Broadband expansion and 5G
More and more users – whether human or machine – are accessing the Internet to share information, which is already pushing networks to their capacity limits. Demand will increase even further in the future: intelligent energy networks will communicate with household appliances to control demand and requirements, local public transport will run at optimally coordinated intervals because buses and trains will be in constant communication with the control centre, the transport infrastructure and other transport users. What once sounded like science fiction will be a reality in the near future.
All those involved in digitalisation must jointly consider what the networks of the future will have to look like in order to meet this demand. Yet the path to this is by no means clear. Which technologies can make what contribution to connecting people and machines today and in the future? Which technologies need to be developed or improved in order to achieve the goal of a networked society quickly and sustainably? However, one thing is clear from these considerations: communications satellites will be an integral part of the networks of the future.
Connectivity everywhere thanks to space
Satellites are playing an increasingly important role in both fixed and mobile networks. They are becoming a key component in improving the security, resilience and flexibility of communication networks. Satellites have become more powerful and flexible in recent years, while the costs of launching and operating them have been reduced. This technology is therefore increasingly being used, particularly in the rapidly changing mobile communications sector.

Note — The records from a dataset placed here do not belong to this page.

use std::collections::HashMap;
use std::io::BufRead;
use std::path::{Path, PathBuf};

use crate::errors::{Result, SvClustError};
use crate::utils::get_dynamic_reader;

#[derive(Debug, Clone, PartialEq, Eq)]
pub struct Contig {
    pub name: String,
    pub length: u64,
}

///
/// Ordered contig list of the reference genome.
///
/// Used for VCF `##contig` lines and as the chromosome order of all output.
///
#[derive(Debug, Clone, Default)]
pub struct ReferenceMetadata {
    contigs: Vec<Contig>,
    ranks: HashMap<String, usize>,
    pub path: Option<PathBuf>,
}

/// Place of a chromosome missing from the reference. Variant order is the
/// output order; a `chr` prefix is ignored when classifying.
#[derive(Debug, Clone, PartialEq, Eq, PartialOrd, Ord)]
pub enum UnplacedContig {
    Numbered(u32),
    X,
    Y,
    Mitochondrial,
    Named(String),
}

impl UnplacedContig {
    pub fn classify(chr: &str) -> Self {
        let name = chr.strip_prefix("chr").unwrap_or(chr);
        if let Ok(number) = name.parse::<u32>() {
            return UnplacedContig::Numbered(number);
        }
        match name {
            "X" => UnplacedContig::X,
            "Y" => UnplacedContig::Y,
            "M" | "MT" => UnplacedContig::Mitochondrial,
            other => UnplacedContig::Named(other.to_string()),
        }
    }
}

/// Reference contigs sort by rank; anything else follows all of them.
pub type ContigSortKey = (usize, Option<UnplacedContig>);

impl ReferenceMetadata {
    pub fn from_contigs(contigs: Vec<Contig>) -> Self {
        let ranks = contigs
            .iter()
            .enumerate()
            .map(|(rank, contig)| (contig.name.clone(), rank))
            .collect();
        ReferenceMetadata {
            contigs,
            ranks,
            path: None,
        }
    }

    pub fn contigs(&self) -> &[Contig] {
        &self.contigs
    }

    pub fn rank(&self, chr: &str) -> Option<usize> {
        self.ranks.get(chr).copied()
    }

    pub fn sort_key(&self, chr: &str) -> ContigSortKey {
        match self.rank(chr) {
            Some(rank) => (rank, None),
            None => (self.contigs.len(), Some(UnplacedContig::classify(chr))),
        }
    }

    pub fn len(&self) -> usize {
        self.contigs.len()
    }

    pub fn is_empty(&self) -> bool {
        self.contigs.is_empty()
    }
}

impl TryFrom<&Path> for ReferenceMetadata {
    type Error = SvClustError;

    ///
    /// Read a FASTA index (`.fai`) or chrom-sizes file: name in the first column,
    /// length in the second. Further columns are ignored.
    ///
    fn try_from(value: &Path) -> Result<Self> {
        let reader = get_dynamic_reader(value)?;
        let mut contigs: Vec<Contig> = Vec::new();

        for line in reader.lines() {
            let line = line?;
            if line.trim().is_empty() || line.starts_with('#') {
                continue;
            }

            let mut parts = line.split('\t');
            let name = parts.next().unwrap_or_default();
            let length = parts
                .next()
                .ok_or_else(|| {
                    SvClustError::ReferenceParse(format!("missing length column in line: {}", line))
                })?
                .trim()
                .parse::<u64>()
                .map_err(|e| {
                    SvClustError::ReferenceParse(format!("invalid length in line '{}': {}", line, e))
                })?;

            contigs.push(Contig {
                name: name.to_string(),
                length,
            });
        }

        if contigs.is_empty() {
            return Err(SvClustError::EmptyReference(value.display().to_string()));
        }

        let mut reference = ReferenceMetadata::from_contigs(contigs);
        reference.path = Some(value.to_path_buf());
        Ok(reference)
    }
}

#[cfg(test)]
mod tests {
    use super::*;

    use pretty_assertions::assert_eq;
    use rstest::*;
    use std::io::Write;

    #[rstest]
    fn test_read_fai() {
        let dir = tempfile::tempdir().unwrap();
        let path = dir.path().join("ref.fa.fai");
        let mut file = std::fs::File::create(&path).unwrap();
        file.write_all(b"chr2\t242193529\t6\t60\t61\nchr1\t248956422\t112\t60\t61\n")
            .unwrap();

        let reference = ReferenceMetadata::try_from(path.as_path()).unwrap();
        assert_eq!(reference.len(), 2);
        assert_eq!(reference.rank("chr2"), Some(0));
        assert_eq!(reference.rank("chr1"), Some(1));
        assert_eq!(reference.contigs()[1].length, 248956422);
    }

    #[rstest]
    fn test_empty_reference_is_an_error() {
        let dir = tempfile::tempdir().unwrap();
        let path = dir.path().join("empty.fai");
        std::fs::File::create(&path).unwrap();

        let result = ReferenceMetadata::try_from(path.as_path());
        assert!(matches!(result, Err(SvClustError::EmptyReference(_))));
    }

    #[rstest]
    fn test_sort_key_unknown_after_known() {
        let reference = ReferenceMetadata::from_contigs(vec![
            Contig {
                name: "chr2".to_string(),
                length: 100,
            },
            Contig {
                name: "chr1".to_string(),
                length: 100,
            },
        ]);

        let mut chroms = vec!["chrX", "chr1", "chr3", "chr2"];
        chroms.sort_by_key(|c| reference.sort_key(c));
        assert_eq!(chroms, vec!["chr2", "chr1", "chr3", "chrX"]);
    }

    #[rstest]
    fn test_unplaced_contig_order() {
        let reference = ReferenceMetadata::from_contigs(vec![Contig {
            name: "chr5".to_string(),
            length: 100,
        }]);

        let mut chroms = vec!["chrX", "chr10", "chrM", "chr2", "chrUn_gl000220", "chr5", "chrY"];
        chroms.sort_by_key(|c| reference.sort_key(c));
        assert_eq!(
            chroms,
            vec!["chr5", "chr2", "chr10", "chrX", "chrY", "chrM", "chrUn_gl000220"]
        );
    }
}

Satellites as part of the network are a prerequisite for many utilisation scenarios in 5G and 6G. For example, satellites provide connectivity to the most remote areas of the world and offer a redundant communications infrastructure in the event of a disaster. One key application for mobile communications satellites is the connection of remote radio cells to the core network, known as backhaul.
However, satellites can also be used to connect private mobile radio cells, so-called campus networks, to form a large network. This is particularly important for companies operating globally distributed sites in order to connect them securely and easily to the central company network. In future, commercially available 5G-capable end devices, such as smartphones and tablets, will also be able to connect directly to radio cells from space. Low-flying satellites at an altitude of a few hundred kilometres will then serve as 'radio masts'. They will supplement terrestrial mobile communications wherever there are white spots. The initial aim is to make text messages possible, with telephone calls coming later.
Satellite communications are growing together with mobile and fixed networks
To make these and other usage scenarios a reality, the German Space Agency at DLR is supporting various research initiatives such as the ALIX, SATis5 and 5G-METEORS projects as part of its contribution to the European Space Agency (ESA).
The goal of the ALIX project is to help shape the standardisation process for 5G and 6G with the expertise of the aerospace industry. The German partners involved are the Fraunhofer Institute for Integrated Circuits (IIS) in Erlangen and the Fraunhofer Heinrich Hertz Institute (HHI) in Berlin. The ALIX consortium is working with various companies active in mobile communications to develop the standards that will define the way in which the previously separate worlds of mobile and satellite radio will grow together.
The SATis5 project is testing the first applications of mobile communications satellites. Six research institutes and companies from Germany have set up an infrastructure that enables the integration of remote radio cells into the core network. Various applications of satellite backhaul are being experimented with in this testbed. Among other things, researchers are investigating the transmission of live television recordings via 5G and the connection of a mobile 5G radio mast.
5G-METEORS is the first high-tech workshop (makerspace) focussing on 5G satellite integration. Many small developments are intended to advance the integration of satellite and mobile communications. As part of this project, the 5G radio access technology NewRadio was tested for the first time worldwide via a satellite in geostationary orbit (GEO). Another topic is the connection of Internet-of-Things devices via satellites.
Satellites support the expansion of fibre optics
Fibre optic cable, the gold standard of the fixed network, must and should be rolled out to all German households as quickly as possible. However, expansion is slow - not least due to a lack of civil engineering capacity. In addition, fibre optic expansion will probably not be commercially profitable in all areas. Nonetheless, high-speed internet access should be available to all citizens as quickly as possible. Alternative technologies must therefore be used to cover the gap until fibre optic expansion is complete. Communications satellites can help here.
Satellites in geostationary orbit and, more recently, in low Earth orbit (LEO) provide fast and powerful Internet access everywhere in Germany. These can be used to provide connections with download speeds of up to 150 Mbit/s within a very short space of time. As a result, households in the white and grey areas of the fixed network will be able to be part of today's digital society.
The DORF.digital project specifically demonstrates how GEO satellites can contribute here. Over the course of a year, residents of the village of Gruissem in North Rhine-Westphalia will test space internet access free of charge. This will be made available to them via a centralised WLAN network.